**** Provided records

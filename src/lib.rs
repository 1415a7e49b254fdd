pub mod app;
pub mod cache;
pub mod catalog;
pub mod cli;
pub mod constants;
pub mod library;
pub mod mirror;
pub mod utils;

pub use app::{load_config, Config};
pub use cache::ResolutionCache;
pub use catalog::{CatalogApi, CatalogClient, HttpCatalog};
pub use library::{FileEntry, LibraryRecord};
pub use mirror::{AssetMirror, Downloader, HttpDownloader};
pub use utils::{CdnjsError, Result};
/// Permissive substring predicate used for library and file matching.
///
/// `"quer"` matches `"jquery"`; an empty fragment matches every candidate.
pub fn contains_fragment<'a, I>(candidates: I, fragment: &str) -> bool
where
    I: IntoIterator<Item = &'a str>,
{
    candidates.into_iter().any(|candidate| candidate.contains(fragment))
}

/// Last `/`-separated segment of a path or URL
pub fn basename(path: &str) -> &str {
    path.rsplit('/').next().unwrap_or(path)
}
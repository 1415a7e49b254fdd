use async_trait::async_trait;
use futures::StreamExt;
use reqwest::Client;
use std::path::{Path, PathBuf};
use std::time::Duration;
use tokio::fs;
use tokio::io::AsyncWriteExt;

use crate::constants::PARTIAL_DOWNLOAD_SUFFIX;
use crate::utils::Result;

/// Fetches a remote asset into a local file
#[cfg_attr(test, mockall::automock)]
#[async_trait]
pub trait Downloader: Send + Sync {
    /// Download `url` to `dest`, returning the number of bytes written.
    /// The parent directory of `dest` already exists.
    async fn download(&self, url: &str, dest: &Path) -> Result<u64>;
}

/// Streaming HTTP downloader
pub struct HttpDownloader {
    client: Client,
}

impl HttpDownloader {
    pub fn new(timeout_secs: u64) -> Result<Self> {
        Ok(Self {
            client: Client::builder()
                .timeout(Duration::from_secs(timeout_secs))
                .build()?,
        })
    }
}

fn partial_path(dest: &Path) -> PathBuf {
    let mut name = dest.as_os_str().to_os_string();
    name.push(".");
    name.push(PARTIAL_DOWNLOAD_SUFFIX);
    PathBuf::from(name)
}

#[async_trait]
impl Downloader for HttpDownloader {
    async fn download(&self, url: &str, dest: &Path) -> Result<u64> {
        let response = self.client.get(url).send().await?.error_for_status()?;

        // Only a completed body is moved into place
        let partial = partial_path(dest);
        let mut file = fs::File::create(&partial).await?;
        let mut stream = response.bytes_stream();
        let mut written = 0u64;

        while let Some(chunk) = stream.next().await {
            let chunk = chunk?;
            file.write_all(&chunk).await?;
            written += chunk.len() as u64;
        }

        file.flush().await?;
        drop(file);
        fs::rename(&partial, dest).await?;

        Ok(written)
    }
}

********

■ What to do:
The lines holding the word "mirror" are the answer. Pull them out of the records and copy them.

■ Exercise response:
pub mod mirror;
pub use mirror::{AssetMirror, Downloader, HttpDownloader};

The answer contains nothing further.